The symbolism in the Wise Men’s gift of gold is obvious. 
Since the beginning of time, gold has been the most sought after of precious metals. 
It is the metal of kings and is also a symbol of the celestial kingdom 
with silver being a symbol of the terrestrial kingdom
and brass of the telestial kingdom. 
Therefore, it was only natural that the Wise Men bring to the King of Kings a gift of gold.

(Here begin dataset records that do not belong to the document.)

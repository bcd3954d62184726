//! `FieldCodec`: the conversion between a record's native field type and
//! the common [`FieldValue`] currency that [`crate::predicate::EqualityPredicate`]
//! bindings and cross-field-type `Setter::filter_range` calls are expressed
//! in. Every concrete `ValueProvider::Value` used as a field setter's output
//! implements this so a predicate built from loosely-typed config/CLI input
//! can be compared against it without a separate trait per Rust primitive.

use sdg_core::{Date, EnumValue, FieldValue, RecordRef};

pub trait FieldCodec: Sized {
    fn to_field_value(&self) -> FieldValue;
    fn from_field_value(value: &FieldValue) -> Option<Self>;
}

macro_rules! impl_field_codec_int {
    ($t:ty, $variant:ident) => {
        impl FieldCodec for $t {
            fn to_field_value(&self) -> FieldValue {
                FieldValue::$variant(*self)
            }
            fn from_field_value(value: &FieldValue) -> Option<Self> {
                match value {
                    FieldValue::$variant(v) => Some(*v),
                    _ => None,
                }
            }
        }
    };
}

impl_field_codec_int!(bool, Bool);
impl_field_codec_int!(i16, I16);
impl_field_codec_int!(i32, I32);
impl_field_codec_int!(i64, I64);
impl_field_codec_int!(u16, U16);
impl_field_codec_int!(u32, U32);
impl_field_codec_int!(u64, U64);
impl_field_codec_int!(f64, Decimal);
impl_field_codec_int!(Date, Date);
impl_field_codec_int!(EnumValue, Enum);
impl_field_codec_int!(RecordRef, Reference);

impl FieldCodec for String {
    fn to_field_value(&self) -> FieldValue {
        FieldValue::Str(self.clone())
    }
    fn from_field_value(value: &FieldValue) -> Option<Self> {
        match value {
            FieldValue::Str(s) => Some(s.clone()),
            _ => None,
        }
    }
}

/// `&'static str` field values appear throughout this crate's own tests and
/// fixtures (enum-like labels fixed at compile time); round-tripping through
/// `FieldValue::Str` requires leaking the reconstructed string, which is
/// acceptable for the small, bounded set of distinct labels any such field
/// actually takes — this is not exercised on a record's hot apply path, only
/// by `EqualityPredicate`/`filter_range` call sites.
impl FieldCodec for &'static str {
    fn to_field_value(&self) -> FieldValue {
        FieldValue::Str((*self).to_string())
    }
    fn from_field_value(value: &FieldValue) -> Option<Self> {
        match value {
            FieldValue::Str(s) => Some(Box::leak(s.clone().into_boxed_str())),
            _ => None,
        }
    }
}

impl<T: FieldCodec> FieldCodec for Vec<T> {
    fn to_field_value(&self) -> FieldValue {
        FieldValue::List(self.iter().map(FieldCodec::to_field_value).collect())
    }
    fn from_field_value(value: &FieldValue) -> Option<Self> {
        match value {
            FieldValue::List(items) => items.iter().map(T::from_field_value).collect(),
            _ => None,
        }
    }
}

#[cfg(test)]
mod tests {
    use super::*;

    #[test]
    fn primitive_round_trips_through_field_value() {
        let fv = 42u32.to_field_value();
        assert_eq!(u32::from_field_value(&fv), Some(42));
        assert_eq!(i64::from_field_value(&fv), None);
    }

    #[test]
    fn list_round_trips_element_wise() {
        let v = vec![1i32, 2, 3];
        let fv = v.to_field_value();
        assert_eq!(Vec::<i32>::from_field_value(&fv), Some(v));
    }
}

But there are other things about gold that make this gift especially fitting for our Savior. 
The chemical symbol for gold is Au derived from the Latin word aurum 
which is related to words that refer to dawn in several languages
(such as the Latin word aurora). 

Gold is dense, soft, shiny and the most malleable and ductile pure metal known. 
In addition, gold maintains its color without oxidizing in air or water 
which means it is non corrodible. 
Chemically gold is known as a transition metal and of all the metals, 
pure gold is the least reactive and is able to resist most acids. 
Gold is an excellent conductor of electricity 
and has also provided the basis for monetary standards
for many countries throughout history.

How fitting, then, that the Savior of the world the “dawn” of salvation for mankind,
the One who would perform the Atonement 
which would make possible our “transition” from the carnal, sensual and devilish life 
to the spiritual and righteous life, 
the only One to ever live a life “non corroded” by sin,
the “conductor” of the Light of Life,
the One who set the “standard” of righteousness, 
would be given gold as a gift at His birth.

1 comment:

Wendi said...

My husband is writing an investing book about gold for McGraw Hill right now. So, this one really stood out to me. Thanks for sharing the symbolism of the three gifts that the wise men brought. Merry Christmas! :)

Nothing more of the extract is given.